Never before have the Clarets been as many as 20 points ahead of Blackburn Rovers in the table going into a league meeting of the two East Lancashire rivals.

The sides have met 87 times in the league and, prior to Sunday’s fixture, Burnley’s biggest lead going into a derby match was 18 points during the 1965/66 season.

Then, it must be said, the Football League operated with the system of two points for a win – only changing to three for a win in 1981.

Burnley won the match 2-0 at Ewood Park on New Year’s Day 1966, although the game ended with Clarets keeper Adam Blacklaw having to grapple with a Rovers fan who had invaded the pitch.

Burnley finished third in the First Division that season under manager Harry Potts, while Rovers finished bottom – 35 points behind by the end of the campaign.

More recently, Burnley led Rovers by 15 points when the sides met at Ewood in April 1979 – still the last time the Clarets defeated their fiercest rivals.

Rovers again finished bottom that season.

But just as Rovers have had the slight advantage in league head to heads over the years – winning 38 matches to Burnley’s 33 – so too they have more often been the side higher in the table when the teams have met for the second time in a season.

On 25 occasions Rovers have gone into the second derby of a campaign ahead of Burnley.

Sunday will be the 18th time the Clarets have been higher in the table. On one occasion the two clubs were level.

The only time the gap has been greater than 20 points was way back during the 1889/90 season, when Rovers led Burnley by 21 points going into a game at Turf Moor.

Rovers went on to win the game 2-1 on their way to third in the table.

When the sides met in the Premier League four years ago, Rovers led Burnley by 14 points in the table when they arrived at Turf Moor.

Rovers won 1-0 thanks to David Dunn’s penalty, and Burnley were relegated.

Rovers also led Burnley by 14 points when they thrashed the Clarets 5-0 at Ewood Park on April Fool’s Day 2001, on the way to promotion to the top flight.

When the two sides met in September this season, Burnley led Rovers by only three points.

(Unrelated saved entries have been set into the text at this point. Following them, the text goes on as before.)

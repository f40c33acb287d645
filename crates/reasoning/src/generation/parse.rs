use serde_json::{Map, Value};

use crate::error::{Result, ServiceError};
use crate::model::ReasoningChain;

impl ReasoningChain {
  /// Decode a model reply into a chain.
  ///
  /// The reply must contain one JSON object with all four sections as
  /// non-empty strings. A surrounding code fence or prose is tolerated; a
  /// missing or blank section is not, and nothing is repaired.
  pub fn parse(raw: &str) -> Result<Self> {
    let object = match serde_json::from_str::<Value>(locate_object(raw)?) {
      Ok(Value::Object(object)) => object,
      Ok(_) => return Err(ServiceError::malformed("reply is not a JSON object")),
      Err(e) => return Err(ServiceError::malformed(format!("reply is not valid JSON: {e}"))),
    };

    let [problem_decomposition, data, method, conclusion] =
      Self::FIELDS.map(|name| section(&object, name));
    Ok(Self {
      problem_decomposition: problem_decomposition?,
      data: data?,
      method: method?,
      conclusion: conclusion?,
    })
  }
}

fn locate_object(raw: &str) -> Result<&str> {
  match (raw.find('{'), raw.rfind('}')) {
    (Some(start), Some(end)) if start < end => Ok(&raw[start..=end]),
    _ => Err(ServiceError::malformed("reply contains no JSON object")),
  }
}

fn section(object: &Map<String, Value>, name: &str) -> Result<String> {
  match object.get(name) {
    Some(Value::String(text)) if !text.trim().is_empty() => Ok(text.trim().to_string()),
    Some(Value::String(_)) => Err(ServiceError::malformed(format!("section '{name}' is empty"))),
    Some(_) => Err(ServiceError::malformed(format!("section '{name}' is not a string"))),
    None => Err(ServiceError::malformed(format!("missing section '{name}'"))),
  }
}
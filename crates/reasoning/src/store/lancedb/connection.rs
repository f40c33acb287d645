//! Database connection management for LanceDB

use lancedb::{connect, Connection};
use std::path::Path;

use crate::error::{Result, ServiceError};

/// Connect to the database at `data_dir`, creating the directory if needed.
///
/// With `reset` the directory is deleted first.
pub async fn create_connection(data_dir: &Path, reset: bool) -> Result<Connection> {
  if reset {
    clear_data_directory(data_dir)?;
  }
  ensure_data_directory_exists(data_dir)?;

  connect(&data_dir.to_string_lossy())
    .execute()
    .await
    .map_err(|e| ServiceError::store(format!("failed to connect to LanceDB: {e}")))
}

fn clear_data_directory(data_dir: &Path) -> Result<()> {
  if data_dir.exists() {
    std::fs::remove_dir_all(data_dir).map_err(|e| {
      ServiceError::store(format!("failed to clear {}: {e}", data_dir.display()))
    })?;
    bentley::info!("cleared vector store at {}", data_dir.display());
  }
  Ok(())
}

/// Move a fully built `staging` directory over `target`.
pub fn replace_data_directory(staging: &Path, target: &Path) -> Result<()> {
  clear_data_directory(target)?;
  std::fs::rename(staging, target).map_err(|e| {
    ServiceError::store(format!(
      "failed to move {} to {}: {e}",
      staging.display(),
      target.display()
    ))
  })
}

fn ensure_data_directory_exists(data_dir: &Path) -> Result<()> {
  if !data_dir.exists() {
    std::fs::create_dir_all(data_dir).map_err(|e| {
      ServiceError::store(format!("failed to create data directory {}: {e}", data_dir.display()))
    })?;
  }
  Ok(())
}
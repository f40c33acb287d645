//! Brute-force cosine store, optionally backed by a JSON file.

use async_trait::async_trait;
use serde::{Deserialize, Serialize};
use std::collections::HashMap;
use std::path::PathBuf;

use super::{check_vector, rank, VectorStore};
use crate::error::{Result, ServiceError};
use crate::model::{Record, RetrievedRecord};

#[derive(Debug, Clone, Serialize, Deserialize)]
struct Entry {
  vector: Vec<f32>,
  record: Record,
}

#[derive(Debug, Default, Serialize, Deserialize)]
struct Snapshot {
  dimension: Option<usize>,
  entries: Vec<Entry>,
}

#[derive(Debug, Default)]
pub struct MemoryStore {
  entries: Vec<Entry>,
  positions: HashMap<String, usize>,
  dimension: Option<usize>,
  path: Option<PathBuf>,
}

impl MemoryStore {
  /// A store that lives only as long as the process.
  pub fn new() -> Self {
    Self::default()
  }

  /// A store persisted at `path`, loading what is already there.
  pub fn open(path: impl Into<PathBuf>) -> Result<Self> {
    let path = path.into();
    let snapshot = if path.exists() {
      let content = std::fs::read_to_string(&path).map_err(|e| {
        ServiceError::store(format!("failed to read {}: {e}", path.display()))
      })?;
      serde_json::from_str::<Snapshot>(&content).map_err(|e| {
        ServiceError::store(format!("{} is not a valid store file: {e}", path.display()))
      })?
    } else {
      Snapshot::default()
    };

    let mut store = Self { dimension: snapshot.dimension, path: Some(path), ..Self::default() };
    for entry in snapshot.entries {
      store.insert(entry);
    }
    bentley::verbose!("opened memory store with {} records", store.entries.len());
    Ok(store)
  }

  /// An empty store that replaces whatever is at `path` on the next
  /// [`VectorStore::persist`]. The existing file is left alone until then.
  pub fn replacing(path: impl Into<PathBuf>) -> Self {
    Self { path: Some(path.into()), ..Self::default() }
  }

  fn insert(&mut self, entry: Entry) {
    match self.positions.get(&entry.record.id) {
      Some(&position) => self.entries[position] = entry,
      None => {
        self.positions.insert(entry.record.id.clone(), self.entries.len());
        self.entries.push(entry);
      }
    }
  }
}

#[async_trait]
impl VectorStore for MemoryStore {
  async fn upsert(&mut self, vector: Vec<f32>, record: Record) -> Result<()> {
    check_vector(&vector, self.dimension)?;
    if record.id.trim().is_empty() {
      return Err(ServiceError::validation("record id must not be empty"));
    }
    self.dimension.get_or_insert(vector.len());
    self.insert(Entry { vector, record });
    Ok(())
  }

  async fn query(&self, vector: &[f32], k: usize) -> Result<Vec<RetrievedRecord>> {
    if k == 0 || self.entries.is_empty() {
      return Ok(Vec::new());
    }
    check_vector(vector, self.dimension)?;

    let mut results: Vec<RetrievedRecord> = self
      .entries
      .iter()
      .map(|entry| RetrievedRecord {
        record: entry.record.clone(),
        score: cosine_similarity(vector, &entry.vector),
      })
      .collect();

    rank(&mut results, k);
    Ok(results)
  }

  async fn len(&self) -> Result<usize> {
    Ok(self.entries.len())
  }

  async fn persist(&mut self) -> Result<()> {
    let Some(path) = &self.path else { return Ok(()) };

    if let Some(parent) = path.parent() {
      std::fs::create_dir_all(parent).map_err(|e| {
        ServiceError::store(format!("failed to create {}: {e}", parent.display()))
      })?;
    }

    let snapshot = Snapshot { dimension: self.dimension, entries: self.entries.clone() };
    let content = serde_json::to_vec(&snapshot)
      .map_err(|e| ServiceError::store(format!("failed to encode store: {e}")))?;

    // staged write, then rename over the target
    let staging = path.with_extension("json.tmp");
    std::fs::write(&staging, content)
      .and_then(|_| std::fs::rename(&staging, path))
      .map_err(|e| ServiceError::store(format!("failed to write {}: {e}", path.display())))?;

    bentley::verbose!("persisted {} records to {}", self.entries.len(), path.display());
    Ok(())
  }
}

/// Cosine similarity in [-1, 1]; zero vectors score 0.
pub fn cosine_similarity(a: &[f32], b: &[f32]) -> f32 {
  let (mut dot, mut norm_a, mut norm_b) = (0.0f32, 0.0f32, 0.0f32);
  for (x, y) in a.iter().zip(b) {
    dot += x * y;
    norm_a += x * x;
    norm_b += y * y;
  }
  if norm_a == 0.0 || norm_b == 0.0 {
    return 0.0;
  }
  dot / (norm_a.sqrt() * norm_b.sqrt())
}
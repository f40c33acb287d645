use std::future::Future;
use std::time::Duration;

use crate::error::{Result, ServiceError};

/// Capped exponential backoff: `min(cap, base * 2^(attempt - 1))`.
#[derive(Debug, Clone, Copy, PartialEq, Eq)]
pub struct Backoff {
  pub base: Duration,
  pub cap: Duration,
}

impl Backoff {
  pub fn new(base: Duration, cap: Duration) -> Self {
    Self { base, cap }
  }

  /// No waiting between attempts. Handy in tests.
  pub fn none() -> Self {
    Self { base: Duration::ZERO, cap: Duration::ZERO }
  }

  /// Delay after the `attempt`-th failure (1-based).
  pub fn delay(&self, attempt: u32) -> Duration {
    let factor = 2u32.saturating_pow(attempt.saturating_sub(1));
    self.base.saturating_mul(factor).min(self.cap)
  }
}

/// Bounds every outbound network call: a per-attempt timeout, a total attempt
/// count and the wait between attempts.
#[derive(Debug, Clone, PartialEq, Eq)]
pub struct RetryPolicy {
  pub max_attempts: u32,
  pub timeout: Duration,
  pub backoff: Backoff,
}

impl RetryPolicy {
  pub fn new(max_attempts: u32, timeout: Duration, backoff: Backoff) -> Self {
    Self { max_attempts: max_attempts.max(1), timeout, backoff }
  }

  /// Run `op` until it succeeds, fails with a non-retryable error, or runs out
  /// of attempts. An attempt that exceeds the timeout counts as a transient
  /// failure.
  pub async fn run<T, F, Fut>(&self, label: &str, mut op: F) -> Result<T>
  where
    F: FnMut() -> Fut,
    Fut: Future<Output = Result<T>>,
  {
    let attempts = self.max_attempts.max(1);
    let mut attempt = 1;

    loop {
      let result = match tokio::time::timeout(self.timeout, op()).await {
        Ok(result) => result,
        Err(_) => Err(ServiceError::transient(format!(
          "{label} timed out after {}s",
          self.timeout.as_secs_f32()
        ))),
      };

      match result {
        Ok(value) => return Ok(value),
        Err(error) if error.is_retryable() && attempt < attempts => {
          let delay = self.backoff.delay(attempt);
          bentley::warn!(
            "{label}: attempt {attempt}/{attempts} failed: {error}; retrying in {}ms",
            delay.as_millis()
          );
          tokio::time::sleep(delay).await;
          attempt += 1;
        }
        Err(error) => {
          if error.is_retryable() {
            bentley::error!("{label}: giving up after {attempt} attempts: {error}");
          }
          return Err(error);
        }
      }
    }
  }
}
//! Console logging for the reasoning tools.
//!
//! Library code logs through the [`info!`], [`warn!`], [`error!`] and [`verbose!`]
//! macros, which forward to `tracing`. Binaries call [`init`] once to install a
//! subscriber that renders every event with a short colored level prefix and the
//! path of the spans it happened in:
//!
//! ```text
//! [info]  request/retrieve: 5 reference chains above threshold
//! [warn]  request/generate: attempt 1/3 failed: service unavailable
//! ```
//!
//! Everything goes to stderr so stdout stays clean for results.

use std::fmt::{self, Write as _};

use chrono::Local;
use colored::*;
use tracing::{Event, Level, Subscriber};
use tracing_subscriber::filter::EnvFilter;
use tracing_subscriber::fmt::format::Writer;
use tracing_subscriber::fmt::{FmtContext, FormatEvent, FormatFields};
use tracing_subscriber::prelude::*;
use tracing_subscriber::registry::LookupSpan;

pub use tracing;

const DEFAULT_FILTER: &str =
  "reasoning=info,reasoning_server=info,lance=error,lance_datafusion=error,datafusion=error,warn";
const VERBOSE_FILTER: &str =
  "reasoning=debug,reasoning_server=debug,info,lance=warn,lance_datafusion=warn,datafusion=warn";

/// Install the global subscriber. `RUST_LOG` wins over the built-in filters.
///
/// Calling this twice is harmless; the second call leaves the first subscriber
/// in place.
pub fn init(verbose: bool) {
  let filter = EnvFilter::try_from_default_env()
    .unwrap_or_else(|_| EnvFilter::new(if verbose { VERBOSE_FILTER } else { DEFAULT_FILTER }));

  let layer = tracing_subscriber::fmt::layer()
    .with_writer(std::io::stderr)
    .event_format(PrefixFormat::new(verbose));

  let _ = tracing_subscriber::registry().with(filter).with(layer).try_init();
}

/// Colored, fixed-width level prefix, e.g. `[info] `.
pub fn format_prefix(level: &Level) -> String {
  let (label, color) = match *level {
    Level::ERROR => ("error", Color::Red),
    Level::WARN => ("warn", Color::Yellow),
    Level::INFO => ("info", Color::Blue),
    Level::DEBUG => ("verb", Color::Cyan),
    Level::TRACE => ("trace", Color::Magenta),
  };
  format!("[{}]{:<width$}", label.color(color).bold(), "", width = 7 - label.len() - 2)
}

/// Event formatter used by [`init`].
#[derive(Debug, Clone, Copy, Default)]
pub struct PrefixFormat {
  timestamps: bool,
}

impl PrefixFormat {
  pub fn new(timestamps: bool) -> Self {
    Self { timestamps }
  }

  fn prefix(&self, level: &Level) -> String {
    let mut prefix = format_prefix(level);
    if self.timestamps {
      let _ = write!(prefix, " [{}]", Local::now().format("%H:%M:%S").to_string().cyan());
    }
    prefix
  }
}

impl<S, N> FormatEvent<S, N> for PrefixFormat
where
  S: Subscriber + for<'a> LookupSpan<'a>,
  N: for<'a> FormatFields<'a> + 'static,
{
  fn format_event(
    &self,
    ctx: &FmtContext<'_, S, N>,
    mut writer: Writer<'_>,
    event: &Event<'_>,
  ) -> fmt::Result {
    let mut message = String::new();
    ctx.format_fields(Writer::new(&mut message), event)?;

    let prefix = self.prefix(event.metadata().level());
    let scope = span_path(ctx);

    for line in message.lines() {
      match &scope {
        Some(path) => writeln!(writer, "{prefix} {path}: {line}")?,
        None => writeln!(writer, "{prefix} {line}")?,
      }
    }
    Ok(())
  }
}

fn span_path<S, N>(ctx: &FmtContext<'_, S, N>) -> Option<String>
where
  S: Subscriber + for<'a> LookupSpan<'a>,
  N: for<'a> FormatFields<'a> + 'static,
{
  let scope = ctx.event_scope()?;
  let names: Vec<&str> = scope.from_root().map(|span| span.name()).collect();
  if names.is_empty() {
    None
  } else {
    Some(names.join("/"))
  }
}

/// Print a user-facing message to stderr line by line.
pub fn log(message: &str) {
  for line in message.lines() {
    eprintln!("{line}");
  }
}

/// Something finished and the user should know.
pub fn success(message: &str) {
  let prefix = format!("[{}] ", "sccs".green().bold());
  for line in message.lines() {
    log(&format!("{prefix}{line}"));
  }
}

/// A request ended in a failure outcome the user has to act on.
pub fn fail(message: &str) {
  let prefix = format!("[{}] ", "fail".bright_red().bold());
  for line in message.lines() {
    log(&format!("{prefix}{line}"));
  }
}

/// Create a banner line of the specified length and character
pub fn banner_line(length: usize, char: char) -> String {
  char.to_string().repeat(length)
}

/// Bannered heading, used before long results.
pub fn announce(message: &str) {
  let banner = banner_line(60, '=');
  log(&banner.blue().bold().to_string());
  log(&message.blue().bold().to_string());
  log(&banner.blue().bold().to_string());
}

#[macro_export]
macro_rules! info {
  ($($arg:tt)+) => {
    $crate::tracing::info!($($arg)+) // LCOV_EXCL_LINE
  };
}

#[macro_export]
macro_rules! warn {
  ($($arg:tt)+) => {
    $crate::tracing::warn!($($arg)+) // LCOV_EXCL_LINE
  };
}

#[macro_export]
macro_rules! error {
  ($($arg:tt)+) => {
    $crate::tracing::error!($($arg)+) // LCOV_EXCL_LINE
  };
}

#[macro_export]
macro_rules! verbose {
  ($($arg:tt)+) => {
    $crate::tracing::debug!($($arg)+) // LCOV_EXCL_LINE
  };
}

But that gap has since been extended to 20 points and the Clarets seem almost certain to finish higher than Rovers in the Football League ladder for a second season in a row. Last term was the first time Burnley had done so since 1980, finishing three points above Rovers.

Form goes out of the window in derby matches, so they say. But Burnley fans could be forgiven for thinking this is their best chance of beating Rovers for some time.